In particular, according to Vrba, a global cooling trend around 2.5 million years ago led to the evolution of new types of rodents and antelopes and the extinction of ancient forms of pigs, monkeys, and giraffes.
Yet fossil evidence that appears to show the emergence of some species and the loss of others at a given location may actually reflect the dispersal and regrouping of animal communities, Potts contends.
New investigations support this possibility, he notes. Several studies presented at the recent annual meeting of the American Association of Physical Anthropologists in Tempe indicated that regional rises and falls in the populations of certain species occurred with surprising frequency in the Stone Age.
For instance, the relative abundance of species from three major bovid groups changed over time in unique ways at two sites in Ethiopia and two in Kenya, say René Bobe of the Smithsonian Institution and his coworkers. The dramatic thinning out of specific bovid species and the rise of others occurred at these sites as many as four times between 4 million and 1 million years ago, the scientists say. Changes in bovid populations are a sensitive marker of environmental change, Bobe notes.
Sites in the same part of Africa also witnessed local population shifts among monkey species, reports Stephen R. Frost of the American Museum of Natural History. One such shift transpired at Ethiopian and Kenyan sites around 3.4 million years ago, Frost says.
Subsequent shifts took place from 2.9 million to 2.5 million years ago in Ethiopia and 2 million years ago in Kenya. The 2.5-million-year-old cooling trend central to Vrba’s turnover-pulse theory appears to have had little effect on the fate of monkey species in eastern Africa, Frost adds.
Such data point to the need for a closer analysis of how a variety of mammals fared at different points in the Stone Age, according to Potts. His provocative theory coincides with a growing interest among evolutionary biologists in how all sorts of organisms adapt to fluctuating environments.
Several mechanisms have been proposed for coping with environmental change. Lauren A. Meyers and James J. Bull, both of the University of Texas at Austin, described them in the December 2002 Trends in Ecology and Evolution.
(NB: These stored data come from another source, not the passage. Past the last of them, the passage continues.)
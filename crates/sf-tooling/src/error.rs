//! Error types for sobject-browser-tooling.

pub type Result<T> = std::result::Result<T, Error>;

#[derive(Debug, thiserror::Error)]
#[error("{kind}")]
pub struct Error {
    pub kind: ErrorKind,
    #[source]
    pub source: Option<Box<dyn std::error::Error + Send + Sync>>,
}

impl Error {
    pub fn new(kind: ErrorKind) -> Self {
        Self { kind, source: None }
    }

    /// Returns true if the session behind the query was rejected.
    pub fn is_auth_error(&self) -> bool {
        matches!(self.kind, ErrorKind::Authentication(_))
    }
}

#[derive(Debug, thiserror::Error)]
pub enum ErrorKind {
    #[error("Client error: {0}")]
    Client(String),

    #[error("Session rejected: {0}")]
    Authentication(String),

    #[error("Invalid API name: '{0}'")]
    InvalidName(String),

    #[error("No fields selected for query")]
    NoFields,

    #[error("{0}")]
    Other(String),
}

impl From<sobject_browser_client::Error> for Error {
    fn from(err: sobject_browser_client::Error) -> Self {
        let kind = if err.is_auth_error() {
            ErrorKind::Authentication(err.to_string())
        } else {
            ErrorKind::Client(err.to_string())
        };
        Error {
            kind,
            source: Some(Box::new(err)),
        }
    }
}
One possibility is that environmental shifts induce major genetic changes in organisms. In an example of this phenomenon, published in the May 30 Science, Ivana Bjedov of Paris (France) University and her colleagues report that most strains of wild bacteria exhibit elevated DNA-mutation rates during periods of starvation. The genetic alterations that result aid survival when nutrients are scarce, the scientists say.
Another prospect is for a population to maintain different lineages, each with its own environmental specialty. Consider a species of desert flower in which a white-flowered variety fares well in wet years but a blue-flowered version does well in dry years.
Alternatively, organisms can produce offspring so diverse that at least some can weather drastic environmental changes.
Moreover, the evolution of extended individual development, as in H. sapiens, may have stoked an aptitude for learning and innovation that permits human adaptation to one habitat after another (SN: 9/21/02, p. 186: Available to subscribers at Evolutionary Upstarts).
Still, much about Stone Age evolution remains unexplained, Potts acknowledges. “For years, I and many others simply connected the dots from one ancient animal community to the next through time, treating them as part of a continuous evolutionary process,” Potts says. “We can’t do that anymore.”